JACKSONVILLE, Fla. - Back in 1958, Don Lowe started it all, this more than 200-year legacy of barbering in Jacksonville.

After his time with the Navy at Cecil Field down in Florida, he was back home in Big Rapids, Mich., where he did some factory jobs, then got himself a dump truck to do work on roads.

His younger brother Glen picks up the story: The truck was broken down, again, and Don, in frustration, said he was going back to Florida, to barbering school, on the GI Bill.

That sounded good to Glen, a fresh 1958 grad of Big Rapids High.

"Wait until I sell my car and I'll go with you," he told his brother.

That wasn't all: A friend, Bob McCracken, joined the brothers.

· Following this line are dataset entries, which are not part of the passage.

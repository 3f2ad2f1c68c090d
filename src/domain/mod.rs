//! Domain Layer
//!
//! The tiered-storage vocabulary shared by adapters, the coordinator and the
//! command log.
//!
//! - **Model** (`model.rs`) - Student records and their relational rows
//! - **Ports** (`ports.rs`) - Trait abstractions for tiers and collaborators
//! - **Events** (`events.rs`) - Domain events for audit and observability

pub mod events;
pub mod model;
pub mod ports;

pub use events::DomainEvent;
pub use model::{AccessCount, GradeRow, Scores, Student, StudentRow, TierKind};
pub use ports::{
    CacheError, CacheFields, CommandApplier, ConsensusError, ConsensusProvider,
    DistributedCacheGateway, EntityTier, EventPublisher, RelationalError, RelationalGateway,
    RelationalTx, StateMachine, Statement,
};
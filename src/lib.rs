//! Rollcall - Tiered Student-Record Storage
//!
//! Student records live in three tiers of decreasing speed and increasing
//! durability. Reads go through the tiers fastest first and backfill the
//! tiers that missed; writes go through all three inside one relational
//! transaction. Every mutation and maintenance task is ordered by a
//! replicated command log, so all replicas apply the same sequence.
//!
//! # Architecture
//!
//! ```text
//! ┌──────────────────────────────────────────────────────────────────┐
//! │  Scheduler ──┐                                                    │
//! │  Client ─────┴──► ReplicatedCommandLog ──► Consensus (ordering)   │
//! │                                                 │                 │
//! │                       every replica ◄───────────┘                 │
//! │                            │                                      │
//! │                   TieredCoordinator                               │
//! │        ┌───────────────┬───┴───────────┬────────────────┐         │
//! │        ▼               ▼               ▼                          │
//! │   VolatileStore    CacheTier     RelationalTier                   │
//! │   (in-process)   (distributed)   (source of truth)                │
//! └──────────────────────────────────────────────────────────────────┘
//! ```
//!
//! # Modules
//!
//! - [`adapters`] - Tier adapters, in-memory gateways, event publishers
//! - [`config`] - YAML node configuration
//! - [`coordinator`] - Read-through / write-through protocol
//! - [`domain`] - Entities, ports and domain events
//! - [`error`] - Error types
//! - [`metrics`] - Prometheus counters
//! - [`node`] - Replica assembly over the in-process log
//! - [`replication`] - Command schema, command log, local consensus
//! - [`scheduler`] - Periodic rewarm and sweep
//! - [`volatile`] - Process-local TTL store

pub mod adapters;
pub mod config;
pub mod coordinator;
pub mod domain;
pub mod error;
pub mod metrics;
pub mod node;
pub mod replication;
pub mod scheduler;
pub mod volatile;

// Re-export commonly used types
pub use config::NodeConfig;
pub use coordinator::{CoordinatorConfig, TieredCoordinator};
pub use domain::model::Student;
pub use error::{Error, Result};
pub use node::{LocalCluster, ReplicaNode};
pub use replication::{Command, LocalConsensus, Operation, ReplicatedCommandLog};
pub use scheduler::Scheduler;
pub use volatile::VolatileStore;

They all went south, and all became Jacksonville barbers.

And in 1963, they were joined by yet another Lowe brother, Cal, who was running a service station in Michigan and had grown tired of listening to the rest of them yak about playing golf on Christmas Day.

All three Lowe brothers kept cutting hair over the decades, from flat-tops to shags to flat-tops again (you'd be surprised, perhaps, at the demand for flat-tops even today).

They were joined in the trade by Cal's daughter, Gennifer Wright, who did some figuring one day and counted up 203 years of barbering experience in just this one family.

Don is 87, Cal is 83 and Glen is 79, but they're all fairly recent retirees.

The father of the Lowe brothers was Marcus Lionel Lowe, a Pentecostal preacher who kept the family on the move: Montana, Ontario, North Dakota, Michigan.

Once his boys got to Northeast Florida, though, they stuck.

Don worked at Lee's Barber Shop on Peach, just off Beach, from 1960 until he retired there years ago.

At first Cal and Glen worked at a King's Department Store, cutting hair, until it closed.

Glen went on to Statesman Barber Shop at Gateway Shopping Center for 12 years, then worked for almost four decades alongside eventual Jacksonville City Council member Don Redman at Don's Sportsman Barber Shop on Belfort Road.

Cal opened Cal's a short distance away in 1968, then moved in 2003 to Spring Glen Road, to a deliberately nothing-fancy place with two barbering chairs and decorations that run toward gum machines, car magazines and a deer head on the wall.

That's where all three brothers met recently.

Their old friend from Michigan, Bob McCracken, ran a shop in Marietta for decades and no doubt would've joined them too, but he passed away not too long ago.

Cal's is still in business, run by his daughter, Wright.

"I'm only 19, but I've been cutting hair for 32 years in March," she cracked.

She went to beauty school but couldn't abide the harsh chemicals, so she came to work with her dad at Cal's. Now that he's retired, she misses her daily conversations with him, both at Cal's and in the car as they commuted.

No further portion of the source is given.